Christ Ambassadors - Kwa Nini Lyrics
Lyrics
Ni kwa nini umeyaruhusu
Eeh Mungu mwenyezi
Yatusononeshe eeh moyon
Kwa nini unaruhusuu
Ona haya machozi
Tazama tunavyoliiia
Twajiulizaa sana Bwana
Ni kwa nini uliyaruhusu
Video
NI KWANINI, AMBASSADORS OF CHRIST CHOIR, COPYRIGHT RESERVED 2012
Meaning & Inspiration
Ni kwa nini umeyaruhusu? (Why have you allowed these things?)
That’s the question that sits in my gut when the morning light hits the floor and I’m still scraping the soot off my boots. It’s a raw, ugly question. It’s not a Sunday morning question. It’s a midnight-in-the-alley, shaking-your-fist-at-the-ceiling kind of question.
Christ Ambassadors don’t give us a tidy answer, and thank God for that. They don’t try to wrap the pain in a ribbon. They just hold up the tears, the haya machozi, like a piece of evidence.
I know that look. I’ve looked in the mirror and seen that same face. You’ve been out there in the dirt, running, burning bridges, and suddenly the reality of the damage catches up.

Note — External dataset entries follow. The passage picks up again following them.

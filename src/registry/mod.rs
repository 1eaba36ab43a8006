//! User-dependency registry.
//!
//! Business modules register how to find the records a user owns and how to
//! hand those records to someone else. Deactivation and reassignment then work
//! across every module without knowing any of them.
//!
//! The registry is an ordinary value shared through application state. Module
//! order is registration order; re-registering a module keeps its position.
//! Neither lock is held across an `.await` or while listeners run.

pub mod source;
pub mod types;

use futures::future::join_all;
use std::sync::atomic::{AtomicU64, Ordering};
use std::sync::{Arc, RwLock};

pub use source::{DependencySource, SourceError};
pub use types::{
    DependencyCategory, DependencyItem, ListenerId, ModuleDescriptor, ReassignReport, ReassignmentCount,
    ReassignmentFailure, RegistryEvent, UserDependencies,
};

use source::{ErasedSource, SourceAdapter};

type Listener = Arc<dyn Fn(&RegistryEvent) + Send + Sync>;

#[derive(Clone)]
struct RegisteredModule {
    descriptor: ModuleDescriptor,
    source: Arc<dyn ErasedSource>,
}

#[derive(Default)]
pub struct DependencyRegistry {
    modules: RwLock<Vec<RegisteredModule>>,
    listeners: RwLock<Vec<(ListenerId, Listener)>>,
    next_listener: AtomicU64,
}

impl DependencyRegistry {
    pub fn new() -> Self {
        Self::default()
    }

    /// Register `source` under `descriptor.module`, replacing any previous
    /// registration for that module
    pub fn register<S: DependencySource>(&self, descriptor: ModuleDescriptor, source: S) {
        let module_id = descriptor.module.clone();
        let entry = RegisteredModule {
            descriptor,
            source: Arc::new(SourceAdapter(source)),
        };

        {
            let mut modules = self.modules.write().unwrap_or_else(|e| e.into_inner());
            match modules.iter_mut().find(|m| m.descriptor.module == module_id) {
                Some(existing) => *existing = entry,
                None => modules.push(entry),
            }
        }

        tracing::debug!("Registered dependency module '{}'", module_id);
        self.notify(&RegistryEvent::Registered(module_id));
    }

    /// Remove a module. Returns false (and notifies nobody) when it was not registered.
    pub fn unregister(&self, module_id: &str) -> bool {
        let removed = {
            let mut modules = self.modules.write().unwrap_or_else(|e| e.into_inner());
            let before = modules.len();
            modules.retain(|m| m.descriptor.module != module_id);
            modules.len() != before
        };

        if removed {
            tracing::debug!("Unregistered dependency module '{}'", module_id);
            self.notify(&RegistryEvent::Unregistered(module_id.to_string()));
        }
        removed
    }

    pub fn subscribe<F>(&self, listener: F) -> ListenerId
    where
        F: Fn(&RegistryEvent) + Send + Sync + 'static,
    {
        let id = ListenerId(self.next_listener.fetch_add(1, Ordering::Relaxed));
        let mut listeners = self.listeners.write().unwrap_or_else(|e| e.into_inner());
        listeners.push((id, Arc::new(listener)));
        id
    }

    pub fn unsubscribe(&self, id: ListenerId) -> bool {
        let mut listeners = self.listeners.write().unwrap_or_else(|e| e.into_inner());
        let before = listeners.len();
        listeners.retain(|(listener_id, _)| *listener_id != id);
        listeners.len() != before
    }

    fn notify(&self, event: &RegistryEvent) {
        let listeners: Vec<Listener> = {
            let listeners = self.listeners.read().unwrap_or_else(|e| e.into_inner());
            listeners.iter().map(|(_, l)| l.clone()).collect()
        };
        for listener in listeners {
            listener(event);
        }
    }

    fn snapshot(&self) -> Vec<RegisteredModule> {
        self.modules.read().unwrap_or_else(|e| e.into_inner()).clone()
    }

    pub fn modules(&self) -> Vec<ModuleDescriptor> {
        self.snapshot().into_iter().map(|m| m.descriptor).collect()
    }

    pub fn contains(&self, module_id: &str) -> bool {
        self.modules
            .read()
            .unwrap_or_else(|e| e.into_inner())
            .iter()
            .any(|m| m.descriptor.module == module_id)
    }

    pub fn len(&self) -> usize {
        self.modules.read().unwrap_or_else(|e| e.into_inner()).len()
    }

    pub fn is_empty(&self) -> bool {
        self.len() == 0
    }

    /// Collect the records `user_id` owns in every module. A module that fails
    /// to enumerate is logged and left out; modules with no matches are omitted.
    pub async fn query_dependencies(&self, user_id: &str, user_name: &str) -> UserDependencies {
        let modules = self.snapshot();

        let results = join_all(modules.iter().map(|m| m.source.owned_items(user_id, &m.descriptor))).await;

        let mut categories = Vec::new();
        for (module, result) in modules.into_iter().zip(results) {
            let items = match result {
                Ok(items) => items,
                Err(e) => {
                    tracing::error!(
                        "Dependency module '{}' failed to enumerate items for user '{}': {}",
                        module.descriptor.module,
                        user_id,
                        e
                    );
                    continue;
                }
            };

            if items.is_empty() {
                continue;
            }

            let descriptor = module.descriptor;
            categories.push(DependencyCategory {
                module: descriptor.module,
                label: descriptor.label,
                icon: descriptor.icon,
                owner_field: descriptor.owner_field,
                count: items.len(),
                can_reassign: module.source.allows_reassign(),
                items,
            });
        }

        let total_count = categories.iter().map(|c| c.count).sum();
        UserDependencies {
            user_id: user_id.to_string(),
            user_name: user_name.to_string(),
            total_count,
            has_items: total_count > 0,
            categories,
        }
    }

    /// Reassign every item of every reassignable category from `from_user_id`
    /// to `to_user_id` (`None` unassigns). Item failures are logged, recorded
    /// in the report and skipped.
    pub async fn reassign(
        &self,
        from_user_id: &str,
        to_user_id: Option<&str>,
        categories: &[DependencyCategory],
    ) -> ReassignReport {
        let modules = self.snapshot();
        let mut report = ReassignReport::default();

        for category in categories {
            if !category.can_reassign {
                tracing::debug!("Skipping non-reassignable dependency module '{}'", category.module);
                continue;
            }

            let Some(module) = modules.iter().find(|m| m.descriptor.module == category.module) else {
                tracing::warn!("Dependency module '{}' is not registered, skipping reassignment", category.module);
                continue;
            };

            let mut count = 0;
            for item in &category.items {
                match module.source.reassign_item(&item.id, to_user_id).await {
                    Ok(()) => count += 1,
                    Err(e) => {
                        tracing::error!(
                            "Failed to reassign {} '{}' from '{}' to {:?}: {}",
                            category.module,
                            item.id,
                            from_user_id,
                            to_user_id,
                            e
                        );
                        report.failures.push(ReassignmentFailure {
                            module: category.module.clone(),
                            item_id: item.id.clone(),
                            error: e.to_string(),
                        });
                    }
                }
            }

            if count > 0 {
                report.reassigned.push(ReassignmentCount {
                    module: category.module.clone(),
                    count,
                });
            }
        }

        tracing::info!(
            "Reassigned {} item(s) from '{}' to {:?} ({} failure(s))",
            report.total(),
            from_user_id,
            to_user_id,
            report.failures.len()
        );
        report
    }
}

You sit there, smoke still clinging to your jacket, and you look at the Father—the one you didn’t deserve to come back to—and you ask, "Why? Why did You let me burn it all down?"

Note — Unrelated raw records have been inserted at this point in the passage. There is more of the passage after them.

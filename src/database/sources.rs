use async_trait::async_trait;
use sqlx::PgPool;

use super::manager::{DatabaseError, DatabaseManager};
use crate::registry::{DependencyRegistry, DependencySource, ModuleDescriptor, SourceError};

/// One row of a business table as the registry sees it
#[derive(Debug, Clone, sqlx::FromRow)]
pub struct OwnedRow {
    pub id: String,
    pub name: String,
    pub owner_id: Option<String>,
}

/// Dependency source over a single table with an owner column
pub struct TableSource {
    pool: PgPool,
    module: String,
    select_sql: String,
    update_sql: String,
}

impl TableSource {
    /// `table`, `name_column` and `owner_column` must be plain identifiers
    pub fn new(
        pool: PgPool,
        module: &str,
        table: &str,
        name_column: &str,
        owner_column: &str,
    ) -> Result<Self, DatabaseError> {
        let table = DatabaseManager::quote_identifier(table)?;
        let name_column = DatabaseManager::quote_identifier(name_column)?;
        let owner_column = DatabaseManager::quote_identifier(owner_column)?;

        let select_sql = format!(
            "SELECT id::text AS id, {name}::text AS name, {owner}::text AS owner_id \
             FROM {table} WHERE deleted_at IS NULL ORDER BY {name}",
            name = name_column,
            owner = owner_column,
            table = table,
        );
        // Owner columns hold identity-provider object ids (uuid)
        let update_sql = format!(
            "UPDATE {table} SET {owner} = $1::text::uuid, updated_at = now() \
             WHERE id::text = $2 AND deleted_at IS NULL",
            table = table,
            owner = owner_column,
        );

        Ok(Self {
            pool,
            module: module.to_string(),
            select_sql,
            update_sql,
        })
    }
}

#[async_trait]
impl DependencySource for TableSource {
    type Item = OwnedRow;

    async fn items(&self) -> Result<Vec<OwnedRow>, SourceError> {
        let rows = sqlx::query_as::<_, OwnedRow>(&self.select_sql)
            .fetch_all(&self.pool)
            .await?;
        Ok(rows)
    }

    fn owner_id<'a>(&self, item: &'a OwnedRow) -> Option<&'a str> {
        item.owner_id.as_deref()
    }

    fn item_id(&self, item: &OwnedRow) -> String {
        item.id.clone()
    }

    fn item_name(&self, item: &OwnedRow) -> String {
        item.name.clone()
    }

    fn item_url(&self, item: &OwnedRow) -> Option<String> {
        Some(format!("/{}/{}", self.module, item.id))
    }

    async fn reassign(&self, item_id: &str, to_user_id: Option<&str>) -> Result<(), SourceError> {
        let result = sqlx::query(&self.update_sql)
            .bind(to_user_id)
            .bind(item_id)
            .execute(&self.pool)
            .await?;

        if result.rows_affected() == 0 {
            return Err(SourceError::NotFound(item_id.to_string()));
        }
        Ok(())
    }
}

/// Module descriptor plus the table that backs it
pub struct StandardModule {
    pub descriptor: ModuleDescriptor,
    pub table: &'static str,
    pub name_column: &'static str,
}

pub fn standard_modules() -> Vec<StandardModule> {
    vec![
        StandardModule {
            descriptor: ModuleDescriptor::new("companies", "Companies", "building", "account_manager_id"),
            table: "companies",
            name_column: "name",
        },
        StandardModule {
            descriptor: ModuleDescriptor::new("projects", "Projects", "folder", "project_manager_id"),
            table: "projects",
            name_column: "name",
        },
        StandardModule {
            descriptor: ModuleDescriptor::new("estimates", "Estimates", "calculator", "estimator_id"),
            table: "estimates",
            name_column: "title",
        },
        StandardModule {
            descriptor: ModuleDescriptor::new("tasks", "Tasks", "check-square", "assignee_id"),
            table: "tasks",
            name_column: "title",
        },
    ]
}

/// Register a `TableSource` for every standard module
pub fn register_standard_sources(registry: &DependencyRegistry, pool: &PgPool) -> Result<(), DatabaseError> {
    for module in standard_modules() {
        let source = TableSource::new(
            pool.clone(),
            &module.descriptor.module,
            module.table,
            module.name_column,
            &module.descriptor.owner_field,
        )?;
        registry.register(module.descriptor, source);
    }
    Ok(())
}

We like to talk about God’s will as if it’s some master plan written in gold ink. But when you’re standing in the wreckage of your own life, it doesn't feel like a plan. It feels like a fire. And the audacity of these lyrics—to look at the Almighty and demand an account for the pain—that’s the only place where real faith begins. It’s like Jacob wrestling the angel. He didn't ask for a sermon; he wanted a blessing, but he had to break a hip to get it.
Tazama tunavyoliiia. (Look at how we are crying.)
The choir isn’t singing from a place of comfort. They are singing from the place of the bruised and the broken. It reminds me of the Psalms, the ones people usually skip over because they’re too loud and too desperate. Psalm 88, maybe. "You have put me in the lowest pit, in the darkest depths." There is no happy ending in that psalm. It just ends with "darkness is my closest friend."
Most of the time, I’m scared to tell God I’m mad at Him. I think I have to clean up first. I think I have to wash the smoke off and stand straight before I can open my mouth. But the Ambassadors, they just bring the mess right to the throne.
Maybe the "why" isn't a riddle to be solved. Maybe it's just the sound of a heart finally being honest enough to admit it's lost. When I listen to this, I don’t hear a choir in robes. I hear a group of people who are exhausted, who have run out of clever words, and who are just holding their broken pieces up to the light, hoping the Father hasn't turned His back.
I’m still waiting for the answer. I might be waiting for a long time. But at least I’m not standing outside the gate anymore. I’m standing right in front of Him, tears and all, asking the question that’s killing me. And somehow, that’s where the rescue happens. Not when I’m clean, but when I’m honest.